A UK-based textbook publisher has paused the distribution of two Middle East high school books after a report that showed that the books - which were filled with anti-Israel bias - had been changed in a "pro-Israel" direction.
Conflict in the Middle East, c1945-1995 and The Middle East: Conflict, Crisis and Change, 1917-2012, both written by Hilary Brash, were shown to be highly biased against Israel. David Collier wrote a report on just chapter 1 of the second book showing clear bias, and he mentioned some other examples:
• P. 29 refers to terrorists, or Fedayeen, as freedom fighters “depending on one’s point of view.” It is internationally accepted that those who randomly target civilians are terrorists regardless of the cause they are fighting for. Palestinian terrorists and terror groups – like Hamas – wage such attacks against Israeli civilians to this day.• P. 56 has a reference of PFLP as a “guerrilla group”. In reality, PFLP is an internationally proscribed terror organisation, having been designated as such by the United States, Japan, Canada, Australia, and the European Union. It does not recognise Israel and openly calls for its annihilation and is well known for pioneering armed aircraft-hijackings in the late 1960s (one of its most infamous militants being Leila Khaled).• P. 78 refers to the Coastal Road Massacre and says that Israeli civilians “died” during the shootout. In reality, the Israelis kidnapped by the Palestinian terrorists were murdered by them and not caught in the crossfire, as the book aims to portray; 13 of the victims were children. Furthermore, the passage does not once refer to the Palestinians as terrorists, preferring to call them “militants”.
A timeline on events in the region from that book that is still online shows the pattern of bias against Jews and Zionism.
Not one mention of Arab aggression against Jews before 1972. The only attack mentioned is the King David Hotel attack - not one mention of the 1929 massacres, the 1936 uprising, the attacks on Jews throughout the period. Nothing about Jews fleeing Europe for their lives before the Holocaust, or the Holocaust itself. Conflicts and wars "break out" - they aren't initiated by Arabs. The PLO is not involved in any terror attacks at all - the only two attacks mentioned are from the PFLP and Black September, which students aren't told was the PLO. It says Arafat renounces terrorism and doesn't mention the terrorism that he directed in the years that followed. And, of course, history only begins in 1917, with no mention of the Jewish presence on and love of the land for three thousand years.
To correct this bias, the Board of Deputies of British Jews and UK Lawyers for Israel met with Pearson in 2019 and worked with them to eliminate this bias. Revised textbooks were released in 2020.
Now, the British Committee for the Universities of Palestine, a virulently anti-Israel group, issued their own report written by professors John Chalcraft and James Dickins complaining about the revisions.
In assessing the changes that we found there was one dimension on which almost all of the changes could be arrayed, namely from which perspective the history of Israel/Palestine should be told. In assessing the direction of change we used a simple scheme, based on whether a reasonable, broadly informed person would understand a change to be pro Israeli, pro-Palestinian or neutral between those positions. The terms ‘pro-Israeli’ and ‘pro Palestinian’ are defined in their most generally accepted sense – as characterizing an account which exonerates Israelis or Palestinians from blame, fault or wrongdoing. On this basis we found (a) a small number of changes that are broadly neutral, (b) around half a dozen changes that may be described as mildly pro-Palestinian, and (c) the remainder, the vast majority, that are pro-Israeli. The net effect is that the content and substance of the textbooks has been significantly altered. The RVs are emphatically more pro-Israeli than the OVs.
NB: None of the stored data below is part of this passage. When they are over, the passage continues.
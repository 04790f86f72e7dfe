//! YAML configuration for `galera-init`.

use crate::error::{Error, Result};

use std::collections::HashSet;
use std::net::IpAddr;
use std::path::{Path, PathBuf};
use std::time::Duration;

use galera_mysqld::{MysqldOptions, PreseededDatabase};
use galera_orchestrator::{DecisionPolicy, ReachabilityOptions};
use galera_quorum::{
    DEFAULT_CHECK_TIMEOUT, DEFAULT_MAX_CONCURRENT_PROBES, DEFAULT_PROBE_TIMEOUT, PeerProbe,
    QuorumHealthCheckerOptions,
};
use galera_upgrader::MysqlUpgraderOptions;
use serde::{Deserialize, Serialize};

/// How peers are probed.
#[derive(Clone, Copy, Debug, Default, Deserialize, Eq, PartialEq, Serialize)]
#[serde(rename_all = "snake_case")]
pub enum ProbeKind {
    /// `GET /` against a galera-healthcheck endpoint.
    #[default]
    Http,

    /// A bare TCP connect.
    Tcp,
}

/// The whole configuration file.
#[derive(Clone, Debug, Default, Deserialize, Serialize)]
#[serde(deny_unknown_fields)]
pub struct Config {
    /// Engine binaries, files and SQL hooks.
    #[serde(default)]
    pub db: DbConfig,

    /// Cluster membership, timing and start policy.
    #[serde(default)]
    pub manager: ManagerConfig,
}

/// The `manager` section.
#[allow(clippy::struct_excessive_bools)]
#[derive(Clone, Debug, Deserialize, Serialize)]
#[serde(default, deny_unknown_fields)]
pub struct ManagerConfig {
    /// Ceiling for one round of peer probes.
    pub check_timeout_secs: u64,

    /// Bootstrap even though this node was clustered and no peer answers.
    pub force_bootstrap: bool,

    /// Port probed on every peer.
    pub health_check_port: u16,

    /// Probes in flight at once.
    pub max_concurrent_probes: usize,

    /// Other cluster members, excluding this node.
    pub peers: Vec<String>,

    /// How peers are probed.
    pub probe: ProbeKind,

    /// Timeout for a single probe.
    pub probe_timeout_secs: u64,

    /// Time the engine has to become reachable after launch.
    pub reachability_deadline_secs: u64,

    /// Delay between reachability probes.
    pub reachability_poll_interval_secs: u64,

    /// This node is the whole cluster.
    pub single_node: bool,

    /// Start with replication disabled, for maintenance.
    pub stand_alone: bool,

    /// Where the node role is persisted.
    pub state_file: PathBuf,
}

impl Default for ManagerConfig {
    fn default() -> Self {
        let reachability = ReachabilityOptions::default();

        Self {
            check_timeout_secs: DEFAULT_CHECK_TIMEOUT.as_secs(),
            force_bootstrap: false,
            health_check_port: 9200,
            max_concurrent_probes: DEFAULT_MAX_CONCURRENT_PROBES,
            peers: Vec::new(),
            probe: ProbeKind::Http,
            probe_timeout_secs: DEFAULT_PROBE_TIMEOUT.as_secs(),
            reachability_deadline_secs: reachability.deadline.as_secs(),
            reachability_poll_interval_secs: reachability.poll_interval.as_secs(),
            single_node: false,
            stand_alone: false,
            state_file: PathBuf::from("/var/lib/galera-init/node-state.json"),
        }
    }
}

/// The `db` section.
#[derive(Clone, Debug, Deserialize, Serialize)]
#[serde(default, deny_unknown_fields)]
pub struct DbConfig {
    /// The engine's data directory.
    pub data_dir: PathBuf,

    /// Option file passed to `mysqld`.
    pub defaults_file: PathBuf,

    /// Version the data directory should be at; read from `mysqld --version` if unset.
    pub expected_version: Option<String>,

    /// Option file with administrative credentials for the clients.
    pub login_defaults_file: PathBuf,

    /// The `mysql` client.
    pub mysql_path: PathBuf,

    /// The `mysqladmin` client.
    pub mysqladmin_path: PathBuf,

    /// The server binary.
    pub mysqld_path: PathBuf,

    /// SQL files run, in order, after every successful start.
    pub post_start_sql_files: Vec<PathBuf>,

    /// Databases and users created after start.
    pub preseeded_databases: Vec<PreseededDatabase>,

    /// Timeout for a single client query.
    pub query_timeout_secs: u64,

    /// Drop the default `test` databases after start.
    pub remove_test_databases: bool,

    /// Time the engine has to exit after a shutdown request.
    pub stop_timeout_secs: u64,

    /// Upgrade command run against a stale data directory.
    pub upgrade_path: PathBuf,
}

impl Default for DbConfig {
    fn default() -> Self {
        Self {
            data_dir: PathBuf::from("/var/lib/mysql"),
            defaults_file: PathBuf::from("/etc/mysql/my.cnf"),
            expected_version: None,
            login_defaults_file: PathBuf::from("/etc/mysql/debian.cnf"),
            mysql_path: PathBuf::from("/usr/bin/mysql"),
            mysqladmin_path: PathBuf::from("/usr/bin/mysqladmin"),
            mysqld_path: PathBuf::from("/usr/sbin/mysqld"),
            post_start_sql_files: Vec::new(),
            preseeded_databases: Vec::new(),
            query_timeout_secs: 10,
            remove_test_databases: false,
            stop_timeout_secs: 60,
            upgrade_path: PathBuf::from("/usr/bin/mysql_upgrade"),
        }
    }
}

impl Config {
    /// Reads and parses `path`. Validation is separate.
    ///
    /// # Errors
    ///
    /// Returns an error if the file cannot be read or parsed.
    pub fn load(path: &Path) -> Result<Self> {
        let contents = std::fs::read_to_string(path)
            .map_err(|e| Error::Io("failed to read config file", e))?;

        Self::parse(&contents).map_err(|source| Error::ConfigParse {
            path: path.to_path_buf(),
            source,
        })
    }

    /// Parses a YAML document.
    ///
    /// # Errors
    ///
    /// Returns the YAML error if `contents` does not describe a `Config`.
    pub fn parse(contents: &str) -> std::result::Result<Self, serde_yaml::Error> {
        serde_yaml::from_str(contents)
    }

    /// Rejects configurations the node cannot start with.
    ///
    /// # Errors
    ///
    /// Returns `Error::InvalidConfig` naming the first offending setting.
    pub fn validate(&self) -> Result<()> {
        let db = &self.db;
        let manager = &self.manager;

        for (name, path) in [
            ("db.defaults_file", &db.defaults_file),
            ("db.login_defaults_file", &db.login_defaults_file),
            ("db.mysql_path", &db.mysql_path),
            ("db.mysqladmin_path", &db.mysqladmin_path),
            ("db.mysqld_path", &db.mysqld_path),
            ("db.upgrade_path", &db.upgrade_path),
            ("db.data_dir", &db.data_dir),
            ("manager.state_file", &manager.state_file),
        ] {
            if path.as_os_str().is_empty() {
                return invalid(format!("{name} must not be empty"));
            }
        }

        for (name, secs) in [
            ("db.query_timeout_secs", db.query_timeout_secs),
            ("db.stop_timeout_secs", db.stop_timeout_secs),
            ("manager.check_timeout_secs", manager.check_timeout_secs),
            ("manager.probe_timeout_secs", manager.probe_timeout_secs),
            (
                "manager.reachability_deadline_secs",
                manager.reachability_deadline_secs,
            ),
            (
                "manager.reachability_poll_interval_secs",
                manager.reachability_poll_interval_secs,
            ),
        ] {
            if secs == 0 {
                return invalid(format!("{name} must be greater than zero"));
            }
        }

        if manager.probe_timeout_secs > manager.check_timeout_secs {
            return invalid(format!(
                "manager.probe_timeout_secs ({}) exceeds manager.check_timeout_secs ({})",
                manager.probe_timeout_secs, manager.check_timeout_secs
            ));
        }

        if manager.reachability_poll_interval_secs > manager.reachability_deadline_secs {
            return invalid(format!(
                "manager.reachability_poll_interval_secs ({}) exceeds manager.reachability_deadline_secs ({})",
                manager.reachability_poll_interval_secs, manager.reachability_deadline_secs
            ));
        }

        if manager.max_concurrent_probes == 0 {
            return invalid("manager.max_concurrent_probes must be greater than zero".into());
        }

        let mut seen = HashSet::new();
        for peer in &manager.peers {
            if peer.trim().is_empty() {
                return invalid("manager.peers contains an empty address".into());
            }
            if !is_bare_host(peer) {
                return invalid(format!(
                    "manager.peers entry {peer} must be a bare host or IP; \
                     the port comes from manager.health_check_port"
                ));
            }
            if !seen.insert(peer.as_str()) {
                return invalid(format!("manager.peers lists {peer} more than once"));
            }
        }

        if manager.single_node && !manager.peers.is_empty() {
            return invalid("manager.single_node cannot be combined with manager.peers".into());
        }

        for database in &db.preseeded_databases {
            if database.db_name.is_empty() {
                return invalid("db.preseeded_databases entry has an empty db_name".into());
            }
            if database.user.is_empty() {
                return invalid(format!(
                    "db.preseeded_databases entry {} has an empty user",
                    database.db_name
                ));
            }
        }

        Ok(())
    }

    /// The start policy, with command-line overrides OR-ed in.
    #[must_use]
    pub const fn policy(&self, force_bootstrap: bool, stand_alone: bool) -> DecisionPolicy {
        DecisionPolicy {
            force_bootstrap: self.manager.force_bootstrap || force_bootstrap,
            single_node: self.manager.single_node,
            stand_alone: self.manager.stand_alone || stand_alone,
        }
    }

    /// Options for the engine controller.
    #[must_use]
    pub fn mysqld_options(&self) -> MysqldOptions {
        let db = &self.db;

        MysqldOptions {
            defaults_file: db.defaults_file.clone(),
            login_defaults_file: db.login_defaults_file.clone(),
            mysql_path: db.mysql_path.clone(),
            mysqladmin_path: db.mysqladmin_path.clone(),
            mysqld_path: db.mysqld_path.clone(),
            post_start_sql_files: db.post_start_sql_files.clone(),
            preseeded_databases: db.preseeded_databases.clone(),
            query_timeout: Duration::from_secs(db.query_timeout_secs),
            remove_test_databases: db.remove_test_databases,
            stop_timeout: Duration::from_secs(db.stop_timeout_secs),
        }
    }

    /// Options for the upgrade check.
    #[must_use]
    pub fn upgrader_options(&self) -> MysqlUpgraderOptions {
        let db = &self.db;

        MysqlUpgraderOptions {
            data_dir: db.data_dir.clone(),
            expected_version: db.expected_version.clone(),
            login_defaults_file: db.login_defaults_file.clone(),
            mysqld_path: db.mysqld_path.clone(),
            upgrade_path: db.upgrade_path.clone(),
        }
    }

    /// Options for the peer health checker, probing with `probe`.
    #[must_use]
    pub fn health_checker_options<P>(&self, probe: P) -> QuorumHealthCheckerOptions<P>
    where
        P: PeerProbe,
    {
        QuorumHealthCheckerOptions {
            check_timeout: Duration::from_secs(self.manager.check_timeout_secs),
            max_concurrent_probes: self.manager.max_concurrent_probes,
            peers: self.manager.peers.clone(),
            probe,
            probe_timeout: Duration::from_secs(self.manager.probe_timeout_secs),
        }
    }

    /// How reachability is polled after launch.
    #[must_use]
    pub const fn reachability_options(&self) -> ReachabilityOptions {
        ReachabilityOptions {
            deadline: Duration::from_secs(self.manager.reachability_deadline_secs),
            poll_interval: Duration::from_secs(self.manager.reachability_poll_interval_secs),
        }
    }
}

/// A hostname, IPv4 or unbracketed IPv6 address, with no port or scheme.
fn is_bare_host(peer: &str) -> bool {
    peer.parse::<IpAddr>().is_ok() || !peer.contains([':', '[', ']', '/'])
}

fn invalid(message: String) -> Result<()> {
    Err(Error::InvalidConfig(message))
}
Obviously, if the books were heavily slanted against Israel, changes to correct the books would be regarded as "pro-Israeli!" That isn't bias - that is a correction to anti-Israel bias.
The authors did not release the full list of changes, but only some cherry-picked ones, with no images of the pages where the changes can be evaluated in context. So when they complain that the word "atrocity" was removed in reference to Deir Yassin, we cannot see whether that word was used in reference to the Hadassah Hospital convoy massacre - or even if that massacre was mentioned at all. Without that context, they make it look like the book is now completely pro-Israel, which seems highly unlikely.
Yet as a result of this biased report, Pearson has again paused the distribution of the book!
Chalcraft and Dickins present themselves in the report as "senior academics in Middle East Studies," yet two minutes of research shows that they are anti-Israel activists who support boycotting Israel. Here is Dickins (right) at an anti-Israel rally:
Dickins also recently promoted a video by airplane hijacker Leila Khaled.
Chalcraft is likewise a proponent of boycotting Israeli universities.
The opinions of those who want to see the Jewish state destroyed can hardly be trusted to be unbiased in their review of textbooks!
And yet Pearson is giving these haters' opinions enough respect as to pause distribution of a book that was painstakingly edited to eliminate the exact sort of bias that these professors have.